The president of the Children’s Music Foundation, Rourke O’Brien, frequently refers to a 1997 study by UCLA’s James Catterall showing that, among students tracked for 10 years, those with a musical education performed better on standardized testing.

“The biggest finding was that the impact is cumulative,” said O’Brien, a Bellevue resident. “So if you start early the impact over time is quite huge. If you delay that to 3rd or 4th grade, you miss years you never get back.”

The Children’s Music Foundation has produced a video-based music curriculum for 4- to 6-year-old students that can be facilitated by teachers untrained in music.

The curriculum, First Note, was adopted on a pilot basis by Bellevue School District Early Learning for the summer Head Start program.

Produced in the style of a children’s television show, the 30-lesson series introduces basic musical concepts over the course of an academic year. The lessons are taught by “Miss Melody,” played by Kirkland music educator Rachel Brackett, and feature musical “guest stars” from around the world.
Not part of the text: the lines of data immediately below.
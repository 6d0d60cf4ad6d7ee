use crate::types::{CapabilityDescriptor, ConversationTurn, FunctionDef};
use serde_json::{Value, json};

/// Converts a capability description into the function-definition shape the
/// model contract consumes. Pure: a missing description becomes an empty
/// string, a missing parameter schema an empty-object schema, never an error.
pub fn to_function_def(descriptor: &CapabilityDescriptor) -> FunctionDef {
    FunctionDef {
        name: descriptor.name.clone(),
        description: descriptor.description.clone().unwrap_or_default(),
        parameters: descriptor
            .parameter_schema
            .clone()
            .unwrap_or_else(empty_object_schema),
    }
}

pub fn empty_object_schema() -> Value {
    json!({"type": "object", "properties": {}})
}

/// The sole parsing boundary between model vocabulary and capability
/// vocabulary: extracts the invocation request from a model reply, or `None`
/// when the reply is a plain text answer. Null arguments normalize to `{}`.
pub fn from_model_call(turn: &ConversationTurn) -> Option<(String, Value)> {
    let invocation = turn.invocation.as_ref()?;
    let arguments = match &invocation.arguments {
        Value::Null => Value::Object(Default::default()),
        other => other.clone(),
    };
    Some((invocation.capability.clone(), arguments))
}
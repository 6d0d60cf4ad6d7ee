use crate::model::{ModelError, ModelProvider};
use crate::registry::CapabilityRegistry;
use crate::schema;
use crate::types::{ConversationTurn, FunctionDef};
use serde::Serialize;
use serde_json::Value;
use std::sync::Arc;
use std::time::Duration;
use thiserror::Error;
use tokio::time::timeout;
use tracing::{debug, info, warn};
use uuid::Uuid;

const DEFAULT_MAX_TOOL_ROUNDS: usize = 4;
const DEFAULT_MODEL_TIMEOUT: Duration = Duration::from_secs(120);

#[derive(Debug, Error)]
pub enum OrchestratorError {
    #[error("model contract failed: {0}")]
    Model(#[from] ModelError),
    #[error("model kept requesting invocations after {rounds} tool rounds")]
    ToolLoopExhausted { rounds: usize },
}

/// One executed capability invocation within a conversation.
#[derive(Debug, Clone, Serialize)]
pub struct ToolStep {
    pub capability: String,
    pub arguments: Value,
    pub payload: Value,
}

#[derive(Debug, Clone)]
pub struct ChatOutcome {
    pub conversation_id: String,
    pub response: String,
    pub steps: Vec<ToolStep>,
    pub turns: Vec<ConversationTurn>,
}

/// Owns the turn-by-turn loop between the model contract and the capability
/// registry. Each `process_message` call runs one conversation to a terminal
/// state; concurrent conversations each call with their own history, sharing
/// only the read-only registry.
pub struct Orchestrator<P: ModelProvider> {
    provider: P,
    registry: Arc<CapabilityRegistry>,
    max_tool_rounds: usize,
    model_timeout: Duration,
}

impl<P: ModelProvider> Orchestrator<P> {
    pub fn new(provider: P, registry: Arc<CapabilityRegistry>) -> Self {
        Self {
            provider,
            registry,
            max_tool_rounds: DEFAULT_MAX_TOOL_ROUNDS,
            model_timeout: DEFAULT_MODEL_TIMEOUT,
        }
    }

    pub fn with_max_tool_rounds(mut self, rounds: usize) -> Self {
        self.max_tool_rounds = rounds;
        self
    }

    pub fn with_model_timeout(mut self, timeout: Duration) -> Self {
        self.model_timeout = timeout;
        self
    }

    /// Runs one conversation: the user turn is appended, the model queried
    /// with the full history and capability schemas, and any requested
    /// invocation executed and fed back until the model answers in text or
    /// the tool-round budget runs out. Invocation failures become ordinary
    /// `tool_result` turns; only model-contract failures are fatal here.
    pub async fn process_message(
        &self,
        prompt: impl Into<String>,
    ) -> Result<ChatOutcome, OrchestratorError> {
        let conversation_id = Uuid::new_v4().to_string();
        let tools: Vec<FunctionDef> = self
            .registry
            .descriptors()
            .iter()
            .map(schema::to_function_def)
            .collect();
        info!(
            conversation_id = conversation_id.as_str(),
            capabilities = tools.len(),
            "conversation started"
        );

        let mut history = vec![ConversationTurn::user(prompt)];
        let mut steps: Vec<ToolStep> = Vec::new();

        loop {
            let reply = self.query_model(&history, &tools).await?;

            let Some((capability, arguments)) = schema::from_model_call(&reply) else {
                let response = reply.content.clone().unwrap_or_default();
                history.push(reply);
                info!(
                    conversation_id = conversation_id.as_str(),
                    tool_rounds = steps.len(),
                    "conversation reached final answer"
                );
                return Ok(ChatOutcome {
                    conversation_id,
                    response,
                    steps,
                    turns: history,
                });
            };

            if steps.len() == self.max_tool_rounds {
                warn!(
                    conversation_id = conversation_id.as_str(),
                    rounds = self.max_tool_rounds,
                    "tool-round budget exhausted"
                );
                return Err(OrchestratorError::ToolLoopExhausted {
                    rounds: self.max_tool_rounds,
                });
            }

            // Invocation-request turn first, then its result: the ordering
            // invariant the history replays to the model.
            history.push(reply);
            info!(
                conversation_id = conversation_id.as_str(),
                capability = capability.as_str(),
                "model requested capability invocation"
            );
            let payload = self.registry.invoke(&capability, arguments.clone()).await;
            debug!(
                conversation_id = conversation_id.as_str(),
                capability = capability.as_str(),
                "invocation payload appended"
            );
            steps.push(ToolStep {
                capability: capability.clone(),
                arguments,
                payload: payload.clone(),
            });
            history.push(ConversationTurn::tool_result(capability, payload));
        }
    }

    async fn query_model(
        &self,
        history: &[ConversationTurn],
        tools: &[FunctionDef],
    ) -> Result<ConversationTurn, OrchestratorError> {
        match timeout(self.model_timeout, self.provider.generate(history, tools)).await {
            Ok(reply) => Ok(reply?),
            Err(_) => Err(OrchestratorError::Model(ModelError::Timeout(
                self.model_timeout.as_millis() as u64,
            ))),
        }
    }
}
//! Scheduler tests: daily-run arithmetic and timer task lifecycle.

use super::*;
use crate::db::{RecordCounts, SyntheticSource};
use crate::reports::ReportWriter;
use crate::services::SnapshotStore;
use chrono::{NaiveDate, Utc};

fn utc(y: i32, m: u32, d: u32, h: u32, min: u32) -> DateTime<Utc> {
    Utc.from_utc_datetime(
        &NaiveDate::from_ymd_opt(y, m, d)
            .unwrap()
            .and_hms_opt(h, min, 0)
            .unwrap(),
    )
}

fn eight() -> NaiveTime {
    NaiveTime::from_hms_opt(8, 0, 0).unwrap()
}

#[test]
fn test_next_daily_run_later_today() {
    assert_eq!(next_daily_run(&utc(2024, 6, 1, 7, 30), eight()), utc(2024, 6, 1, 8, 0));
}

#[test]
fn test_next_daily_run_after_time_rolls_to_tomorrow() {
    assert_eq!(next_daily_run(&utc(2024, 6, 1, 9, 0), eight()), utc(2024, 6, 2, 8, 0));
}

#[test]
fn test_next_daily_run_exactly_at_time_is_tomorrow() {
    assert_eq!(next_daily_run(&utc(2024, 6, 1, 8, 0), eight()), utc(2024, 6, 2, 8, 0));
}

#[test]
fn test_next_daily_run_across_month_end() {
    assert_eq!(next_daily_run(&utc(2024, 2, 29, 23, 0), eight()), utc(2024, 3, 1, 8, 0));
}

#[test]
fn test_config_from_settings() {
    let settings = ScheduleSettings {
        refresh_interval_minutes: 0,
        ..ScheduleSettings::default()
    };
    let config = SchedulerConfig::from_settings(&settings).unwrap();
    assert_eq!(config.daily_at, Some(eight()));
    assert_eq!(config.interval, None);
}

fn orchestrator(dir: &std::path::Path) -> Arc<RefreshOrchestrator> {
    let counts = RecordCounts {
        purchase: 2,
        production: 2,
        packing: 2,
        shipment: 2,
    };
    let writer = ReportWriter::new(dir, "csv");
    writer.ensure_dirs().unwrap();
    Arc::new(RefreshOrchestrator::new(
        Arc::new(SyntheticSource::new(Some(1), counts)),
        Arc::new(SnapshotStore::new()),
        Arc::new(writer),
    ))
}

#[tokio::test]
async fn test_interval_tick_triggers_refresh() {
    let dir = tempfile::tempdir().unwrap();
    let orchestrator = orchestrator(dir.path());
    let scheduler = Scheduler::new(
        Arc::clone(&orchestrator),
        SchedulerConfig {
            daily_at: None,
            interval: Some(Duration::from_millis(50)),
        },
    );

    assert!(scheduler.start());
    assert!(scheduler.is_running());
    assert!(!scheduler.start());

    let deadline = Instant::now() + Duration::from_secs(10);
    while orchestrator.store().generation() == 0 && Instant::now() < deadline {
        tokio::time::sleep(Duration::from_millis(20)).await;
    }
    scheduler.stop().await;
    orchestrator.wait_idle().await;

    assert!(!scheduler.is_running());
    assert!(orchestrator.store().generation() >= 1);
}

#[tokio::test]
async fn test_stop_halts_further_ticks() {
    let dir = tempfile::tempdir().unwrap();
    let orchestrator = orchestrator(dir.path());
    let scheduler = Scheduler::new(
        Arc::clone(&orchestrator),
        SchedulerConfig {
            daily_at: Some(eight()),
            interval: Some(Duration::from_millis(30)),
        },
    );

    scheduler.start();
    scheduler.stop().await;
    orchestrator.wait_idle().await;
    let generation = orchestrator.store().generation();

    tokio::time::sleep(Duration::from_millis(150)).await;
    assert_eq!(orchestrator.store().generation(), generation);
    assert!(!scheduler.is_running());
}

#[tokio::test]
async fn test_scheduler_can_restart() {
    let dir = tempfile::tempdir().unwrap();
    let scheduler = Scheduler::new(
        orchestrator(dir.path()),
        SchedulerConfig {
            daily_at: None,
            interval: Some(Duration::from_secs(3600)),
        },
    );
    assert!(scheduler.start());
    scheduler.stop().await;
    assert!(scheduler.start());
    scheduler.stop().await;
}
Each lesson contains four to five “pause points” where the facilitating teacher can stop the video and reinforce the concepts with students.

“At those pause points, (teachers) may do their own activity that they prefer, or that they’re comfortable demonstrating to their kids,” O’Brien said.

Teachers often worry about specifics like hitting the right note, O’Brien said, but the videos provide a copilot to do the heavy lifting.

The foundation commissioned a study on how the program was working out for six schools over the course of the 2012-2013 school year, submitted to the International Society for Music Education’s 2014 world conference in Brazil.

The research found that the program improved children’s self-perceived musical skill in instruments and world cultures, moreso than rhythm and pitch.

But what improved most was teachers’ self-perceived skills in musical education.